I’ve received more than one or two emails from young designers who are fresh out of school and looking for work in this field.
And even though business is booming (at least it is around here), and we’re all complaining about how busy we are…
None of us are hiring all that much.
We’re all a little gun shy. 2008 happened, and we've all been driving down a long road, hoping to get back to where we were. If you’re a designer who's had to let someone go because of a lack of work, you know you don’t want to have to do that ever again.
After 2008, we were all advised to go lean and slim down our business expenses, farm out services to contract and freelance workers to help get things done and to avoid having to financially support full-time employees. And that’s exactly what I've seen many designers doing.
I recently received an email from someone who wanted to get into design but lived in a rural area.
You see, designers are mostly located in urban areas, where jobs are more plentiful. And even though there are some wonderful rural projects out there, oftentimes you’ll see a big city designer at the helm of those large projects. In other words:
Jobs working for interior designers in rural areas aren't growing on trees.
This aspiring interior designer wanted to follow her dreams. She had a degree, but hadn’t yet used it. She needed experience. She needed to know where and how to begin her journey.
Here are some of the suggestions I gave her:
1. Provide web-based services.
Do you have autocad or other skills you could provide designers, remotely? Designers always need help, but the financial responsibility of hiring someone full-time or part-time is often too great. That's why hiring someone on a contract basis can be a win/win for both parties — designers get the help they need and you get to learn from the work you experience, all the while staying close to home. Many of today's designers are older, like me (around 55 or up), and don't have the computer savvy that's needed to do some of the technical computer work our always-advancing industry demands. I have one designer friend who uses a contract person to remotely do all her autocad. It works really well for her.
2. Use your location to your advantage.
If you're not up to speed on your computer skills, take some time to brush up, and then market yourself directly to designers who live somewhat close to your area. This way, if the designer you're working for needs on-site help, you won't have to travel far to assist. Being in touch regularly with a designer, especially if you're already performing in a technical capacity, would be an easy jump to more regular work and face to face situations.
3. Be prepared to embrace opportunity when it comes.
Follow lots of blogs and social media profiles of interior designers. If you sense they're having some sort of trouble with their day-to-day publishing or an opportunity for their content to be enhanced, offer to help! For instance, you can produce digital storyboards with freely available online tools and put them out there on PInterest, etc. Whatever it is you decide to do, just make sure you at least have a simple website or online destination that shows off what you're capable of. It doesn't have to showcase any real life work for someone else, just make up a project for a "pretend" client. After all, that's what you were doing in school. Right?
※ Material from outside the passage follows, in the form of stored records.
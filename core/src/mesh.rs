//! Layered character mesh generation
//!
//! A character is a vertical stack of truncated cones. Each layer is built
//! in its own local frame, twisted, roughened with noise, re-lit, and then
//! placed in the stack with a small yaw and scale offset so the tower does
//! not read as a repeated tile. The whole stack is centered on the origin
//! and scaled uniformly.
//!
//! Every constant lives in [`MeshTuning`] so the shape can be adjusted from
//! `config.toml` without touching code.

use std::io::{self, BufWriter, Write};
use std::path::Path;

use glam::Vec3;
use proc_gen::mesh::{
    MeshApply, OrganicNoise, SmoothNormals, Swirl, Transform, UnpackedMesh, generate_cylinder,
    write_obj_object,
};
use serde::{Deserialize, Serialize};
use swirlsoul_shared::ParameterSet;
use tracing::{debug, warn};

use crate::error::ConfigError;

/// Minimum number of layers in any stack
pub const MIN_LAYERS: usize = 2;

/// Fewest distinct noise frequencies a layer is roughened with
pub const MIN_NOISE_OCTAVES: usize = 2;

/// One noise octave: spatial frequency and weight
#[derive(Debug, Clone, Copy, PartialEq, Serialize, Deserialize)]
pub struct NoiseOctave {
    pub frequency: f32,
    pub amplitude: f32,
}

/// Named tunable constants of the generator
#[derive(Debug, Clone, PartialEq, Serialize, Deserialize)]
#[serde(default)]
pub struct MeshTuning {
    /// Radius every layer starts from before width is applied
    pub base_radius: f32,
    /// Top radius gained at width 100
    pub top_width_gain: f32,
    /// Bottom radius gained at width 100
    pub bottom_width_gain: f32,
    /// Extra bottom radius so each layer flares outward
    pub bottom_flare: f32,
    /// Radius lost per layer going up
    pub layer_taper: f32,
    /// Stack height at length 0
    pub height_base: f32,
    /// Stack height gained at length 100
    pub height_gain: f32,
    /// Radial divisions per layer
    pub segments: u32,
    /// Swirl (in half-turns) at layers 0
    pub swirl_base: f32,
    /// Swirl gained at layers 100
    pub swirl_gain: f32,
    pub noise_octaves: Vec<NoiseOctave>,
    /// Radial noise gain at layers 0; grows by 1.0 at layers 100
    pub bump_base: f32,
    /// Vertical noise gain
    pub vertical_noise: f32,
    /// Yaw step between layers, radians
    pub layer_yaw_step: f32,
    /// Amplitude of the sinusoidal yaw perturbation, radians
    pub layer_yaw_wobble: f32,
    /// Amplitude of the sinusoidal per-layer scale perturbation
    pub layer_scale_wobble: f32,
    /// Uniform scale of the assembled stack
    pub overall_scale: f32,
    pub noise_seed: u32,
}

impl Default for MeshTuning {
    fn default() -> Self {
        Self {
            base_radius: 0.8,
            top_width_gain: 0.6,
            bottom_width_gain: 0.7,
            bottom_flare: 0.2,
            layer_taper: 0.08,
            height_base: 0.5,
            height_gain: 0.8,
            segments: 20,
            swirl_base: 0.2,
            swirl_gain: 0.8,
            noise_octaves: vec![
                NoiseOctave {
                    frequency: 2.0,
                    amplitude: 0.15,
                },
                NoiseOctave {
                    frequency: 5.0,
                    amplitude: 0.08,
                },
            ],
            bump_base: 0.3,
            vertical_noise: 0.1,
            layer_yaw_step: 0.4,
            layer_yaw_wobble: 0.2,
            layer_scale_wobble: 0.05,
            overall_scale: 1.5,
            noise_seed: 0,
        }
    }
}

impl MeshTuning {
    /// Check the constants the generator cannot work around
    ///
    /// The noise needs at least [`MIN_NOISE_OCTAVES`] octaves at different
    /// frequencies, so broad undulation and fine bumps are both present.
    pub fn validate(&self) -> Result<(), ConfigError> {
        let mut frequencies: Vec<f32> = self
            .noise_octaves
            .iter()
            .filter(|o| o.frequency.is_finite() && o.frequency > 0.0)
            .map(|o| o.frequency)
            .collect();
        frequencies.sort_by(f32::total_cmp);
        frequencies.dedup();

        if frequencies.len() < MIN_NOISE_OCTAVES {
            return Err(ConfigError::Invalid {
                section: "mesh",
                reason: format!(
                    "noise_octaves needs at least {MIN_NOISE_OCTAVES} distinct positive frequencies, got {}",
                    frequencies.len()
                ),
            });
        }
        Ok(())
    }
}

/// Number of layers for a `layers` value: `max(2, floor(layers / 20) + 2)`
pub fn layer_count(layers: f32) -> usize {
    let steps = (swirlsoul_shared::constants::clamp_param(layers) / 20.0).floor() as usize;
    (steps + 2).max(MIN_LAYERS)
}

/// One deformed, placed layer of the stack
#[derive(Debug, Clone, PartialEq)]
pub struct LayerMesh {
    /// Position in the stack, 0 = bottom
    pub index: usize,
    pub radius_top: f32,
    pub radius_bottom: f32,
    /// Local height before the overall scale
    pub height: f32,
    /// Stack-space center height before the overall scale
    pub center_y: f32,
    /// Yaw offset in radians
    pub yaw: f32,
    /// Final vertex data in character space
    pub mesh: UnpackedMesh,
}

/// Ordered stack of layers, bottom first
#[derive(Debug, Clone, PartialEq, Default)]
pub struct GeneratedMesh {
    pub layers: Vec<LayerMesh>,
}

impl GeneratedMesh {
    pub fn layer_count(&self) -> usize {
        self.layers.len()
    }

    pub fn vertex_count(&self) -> usize {
        self.layers.iter().map(|l| l.mesh.vertex_count()).sum()
    }

    pub fn triangle_count(&self) -> usize {
        self.layers.iter().map(|l| l.mesh.triangle_count()).sum()
    }

    /// Bounds over every layer
    pub fn bounds(&self) -> Option<(Vec3, Vec3)> {
        self.layers
            .iter()
            .filter_map(|l| l.mesh.bounds())
            .reduce(|(lo_a, hi_a), (lo_b, hi_b)| (lo_a.min(lo_b), hi_a.max(hi_b)))
    }

    /// Write every layer as its own object (`layer_0`, `layer_1`, ...) in one OBJ file
    pub fn write_obj(&self, path: &Path) -> io::Result<()> {
        self.write_obj_with(path, &[])
    }

    /// Like [`write_obj`](Self::write_obj), followed by extra named objects
    /// such as decorations (`crown_0`, `sparkle_3`, ...)
    pub fn write_obj_with(&self, path: &Path, extras: &[(&str, UnpackedMesh)]) -> io::Result<()> {
        let mut out = BufWriter::new(std::fs::File::create(path)?);
        writeln!(out, "# swirlsoul character, {} layers", self.layers.len())?;
        let mut base = 0;
        for layer in &self.layers {
            base = write_obj_object(&mut out, &layer.mesh, &format!("layer_{}", layer.index), base)?;
        }
        for (i, (name, mesh)) in extras.iter().enumerate() {
            base = write_obj_object(&mut out, mesh, &format!("{name}_{i}"), base)?;
        }
        out.flush()
    }
}

/// Turns a `ParameterSet` into a `GeneratedMesh`
#[derive(Debug, Clone, Default)]
pub struct MeshGenerator {
    tuning: MeshTuning,
}

impl MeshGenerator {
    /// Invalid noise octaves are replaced by the defaults
    pub fn new(mut tuning: MeshTuning) -> Self {
        if let Err(e) = tuning.validate() {
            warn!("{e}; using default noise octaves");
            tuning.noise_octaves = MeshTuning::default().noise_octaves;
        }
        Self { tuning }
    }

    pub fn tuning(&self) -> &MeshTuning {
        &self.tuning
    }

    /// Total stack height before the overall scale
    pub fn stack_height(&self, params: &ParameterSet) -> f32 {
        let t = &self.tuning;
        t.height_base + params.length / 100.0 * t.height_gain
    }

    /// Build the full character mesh
    pub fn generate(&self, params: &ParameterSet) -> GeneratedMesh {
        let params = params.clamped();
        let t = &self.tuning;

        let count = layer_count(params.layers);
        let total_height = self.stack_height(&params);
        let height = total_height / count as f32;
        let width = params.width / 100.0;
        let intensity = params.layers / 100.0;

        let swirl = Swirl {
            turns: intensity * t.swirl_gain + t.swirl_base,
        };

        let layers = (0..count)
            .map(|i| {
                let fi = i as f32;
                let taper = fi * t.layer_taper;
                let radius_top = (t.base_radius + width * t.top_width_gain - taper).max(0.0);
                let radius_bottom =
                    (t.base_radius + t.bottom_flare + width * t.bottom_width_gain - taper).max(0.0);

                let noise = t
                    .noise_octaves
                    .iter()
                    .fold(OrganicNoise::new(t.noise_seed), |n, o| {
                        n.octave(o.frequency, o.amplitude)
                    })
                    .layer(fi)
                    .intensity(intensity + t.bump_base)
                    .vertical(t.vertical_noise);

                let center_y = (fi + 0.5) * height - total_height / 2.0;
                let yaw = fi * t.layer_yaw_step + fi.sin() * t.layer_yaw_wobble;
                let scale = 1.0 + (fi * 0.5).sin() * t.layer_scale_wobble;
                // Overall scale folds into the per-layer placement
                let placement = Transform::placement(
                    t.overall_scale * scale,
                    yaw,
                    Vec3::new(0.0, center_y * t.overall_scale, 0.0),
                );

                let mut mesh: UnpackedMesh =
                    generate_cylinder(radius_bottom, radius_top, height, t.segments);
                mesh.apply(swirl)
                    .apply(noise)
                    .apply(SmoothNormals)
                    .apply(placement);

                LayerMesh {
                    index: i,
                    radius_top,
                    radius_bottom,
                    height,
                    center_y,
                    yaw,
                    mesh,
                }
            })
            .collect();

        debug!(
            layers = count,
            height = total_height,
            "generated character mesh"
        );

        GeneratedMesh { layers }
    }
}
Here's an example of something some designers might need help producing: digital storyboards. They're what we use to help convey design ideas clients. (Click one of the Pins in the attached Pinterest widget to see some of our own digital storyboards.)
The bottom line:
If you want to be in this business and you're just now starting out, make connections with interior designers by letting them know about the ways you can make their job easier. Try to see how you can fill a void or provide support in some way. Don’t make your conversation about you. Don’t ramble on forever about your goals, your wishes, your future. Simply show them how you can help. Show them how you’re flexible. Show them your sincere interest. Show them your creativity. We like those sorts of things. ;-)
What do you guys think?
Do YOU have any suggestions for an up-and-coming, educated, motivated designer who needs to learn more about our business and earn a living at the same time?
Please leave your suggestions. Your advice might make someone’s dream come true.